From: Kyotaro Horiguchi <horikyota(dot)ntt(at)gmail(dot)com>
To: soumyadeep2007(at)gmail(dot)com
Cc: masao(dot)fujii(at)oss(dot)nttdata(dot)com, hlinnaka(at)iki(dot)fi, pgsql-hackers(at)postgresql(dot)org, michael(at)paquier(dot)xyz, jyih(at)vmware(dot)com, kyeap(at)vmware(dot)com
Subject: Re: PITR promote bug: Checkpointer writes to older timeline
Date: 2021-03-04 01:28:31
Message-ID: 20210304.102831.755904679464661262.horikyota.ntt@gmail.com
Views: Raw Message | Whole Thread | Download mbox | Resend email
Thread:
Lists: pgsql-hackers

At Wed, 3 Mar 2021 14:56:25 -0800, Soumyadeep Chakraborty <soumyadeep2007(at)gmail(dot)com> wrote in
> On 2021/03/03 17:46, Heikki Linnakangas wrote:
>
> > I think it should be reset even earlier, inside XlogReadTwoPhaseData()
> > probably. With your patch, doesn't the LogStandbySnapshot() call just
> > above where you're ressetting ThisTimeLineID also write a WAL record
> > with incorrect timeline?
>
> Agreed.

Right.

> On Wed, Mar 3, 2021 at 1:04 AM Fujii Masao <masao(dot)fujii(at)oss(dot)nttdata(dot)com> wrote:
>
> > > Even better, can we avoid setting ThisTimeLineID in XlogReadTwoPhaseData() in the first place?
> >
> >
> >
> > Or isn't it better to reset ThisTimeLineID in read_local_xlog_page(), i.e.,
> > prevent read_local_xlog_page() from changing ThisTimeLineID? I'm not
> > sure if that's possible, though.. In the future other functions that calls
> > read_local_xlog_page() during the promotion may appear. Fixing the issue
> > outside read_local_xlog_page() may cause those functions to get
> > the same issue.
>
> I agree. We should fix the issue in read_local_xlog_page(). I have
> attached two different patches which do so:
> saved_ThisTimeLineID.patch and pass_ThisTimeLineID.patch.
>
> The former saves the value of the ThisTimeLineID before it gets changed
> in read_local_xlog_page() and resets it after ThisTimeLineID has been
> used later on in the code (by XLogReadDetermineTimeline()).
>
> The latter removes occurrences of ThisTimeLineID from
> XLogReadDetermineTimeline() and introduces an argument currTLI to
> XLogReadDetermineTimeline() to be used in its stead.
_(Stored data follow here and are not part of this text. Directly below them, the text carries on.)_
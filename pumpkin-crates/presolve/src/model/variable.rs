use std::fmt::Debug;
use std::fmt::Display;
use std::fmt::Formatter;
use std::ops::Not;

use crate::containers::StorageKey;
use crate::pumpkin_assert_simple;

/// The id of a decision variable in a [`Model`](crate::Model).
#[derive(Clone, Copy, PartialEq, Eq, Hash, PartialOrd, Ord)]
pub struct VariableId {
    pub id: u32,
}

impl VariableId {
    pub fn new(id: u32) -> Self {
        VariableId { id }
    }

    /// The reference to this variable itself.
    pub fn positive(self) -> VarRef {
        VarRef::new(self, false)
    }

    /// The reference to the negation of this variable.
    pub fn negative(self) -> VarRef {
        VarRef::new(self, true)
    }
}

impl StorageKey for VariableId {
    fn index(&self) -> usize {
        self.id as usize
    }

    fn create_from_index(index: usize) -> Self {
        pumpkin_assert_simple!(index <= u32::MAX as usize, "variable index {index} out of range");
        VariableId { id: index as u32 }
    }
}

impl Display for VariableId {
    fn fmt(&self, f: &mut Formatter<'_>) -> std::fmt::Result {
        write!(f, "x{}", self.id)
    }
}

impl Debug for VariableId {
    fn fmt(&self, f: &mut Formatter<'_>) -> std::fmt::Result {
        write!(f, "x{}", self.id)
    }
}

/// A signed reference to a variable; the doubled variable space in which dominance is computed.
///
/// The reference with index `2 * v` denotes the variable `v`, the reference with index `2 * v + 1`
/// denotes its negation. The value of a negated reference is the negated value of the variable.
/// When the variable is a 0-1 variable, a reference is also a literal: the positive reference is
/// true when the variable is 1, the negated reference is true when the variable is 0.
#[derive(Clone, Copy, PartialEq, Eq, Hash, PartialOrd, Ord)]
pub struct VarRef {
    index: u32,
}

impl VarRef {
    pub fn new(variable: VariableId, is_negated: bool) -> Self {
        VarRef {
            index: 2 * variable.id + is_negated as u32,
        }
    }

    pub fn variable(self) -> VariableId {
        VariableId::new(self.index >> 1)
    }

    pub fn is_negated(self) -> bool {
        self.index & 1 == 1
    }

    pub fn is_positive(self) -> bool {
        !self.is_negated()
    }

    /// The value of this reference given the values of all variables.
    pub fn evaluate(self, values: &[i64]) -> i64 {
        let value = values[self.variable().id as usize];
        if self.is_negated() {
            -value
        } else {
            value
        }
    }

    /// Whether this reference, interpreted as a literal, is true given the values of all
    /// variables.
    pub fn is_true_in(self, values: &[i64]) -> bool {
        let value = values[self.variable().id as usize];
        if self.is_negated() {
            value == 0
        } else {
            value == 1
        }
    }
}

impl From<VariableId> for VarRef {
    fn from(variable: VariableId) -> Self {
        variable.positive()
    }
}

impl Not for VarRef {
    type Output = VarRef;

    fn not(self) -> Self::Output {
        VarRef {
            index: self.index ^ 1,
        }
    }
}

impl StorageKey for VarRef {
    fn index(&self) -> usize {
        self.index as usize
    }

    fn create_from_index(index: usize) -> Self {
        pumpkin_assert_simple!(index <= u32::MAX as usize, "reference index {index} out of range");
        VarRef {
            index: index as u32,
        }
    }
}

impl Display for VarRef {
    fn fmt(&self, f: &mut Formatter<'_>) -> std::fmt::Result {
        if self.is_negated() {
            write!(f, "-{}", self.variable())
        } else {
            write!(f, "{}", self.variable())
        }
    }
}

impl Debug for VarRef {
    fn fmt(&self, f: &mut Formatter<'_>) -> std::fmt::Result {
        write!(f, "{self}")
    }
}

#[cfg(test)]
mod tests {
    use super::*;

    #[test]
    fn negation_is_an_involution() {
        let x = VariableId::new(7).positive();

        assert_ne!(x, !x);
        assert_eq!(x, !!x);
        assert_eq!((!x).variable(), x.variable());
        assert!((!x).is_negated());
    }

    #[test]
    fn references_are_dense_storage_keys() {
        let x = VariableId::new(3);

        assert_eq!(x.positive().index(), 6);
        assert_eq!(x.negative().index(), 7);
        assert_eq!(VarRef::create_from_index(7), x.negative());
    }

    #[test]
    fn negated_reference_evaluates_to_negated_value() {
        let values = [4, 0];
        let x = VariableId::new(0);
        let b = VariableId::new(1);

        assert_eq!(x.negative().evaluate(&values), -4);
        assert!(b.negative().is_true_in(&values));
        assert!(!b.positive().is_true_in(&values));
    }
}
read_local_xlog_page() works as a part of logical decoding and has
responsibility to update ThisTimeLineID properly. As the comment in
the function, it is the proper place to update ThisTimeLineID since we
miss a timeline change if we check it earlier and the function uses
the value just after. So we cannot change that behavior of the
function. That is, neither of them doesn't seem to be the right fix.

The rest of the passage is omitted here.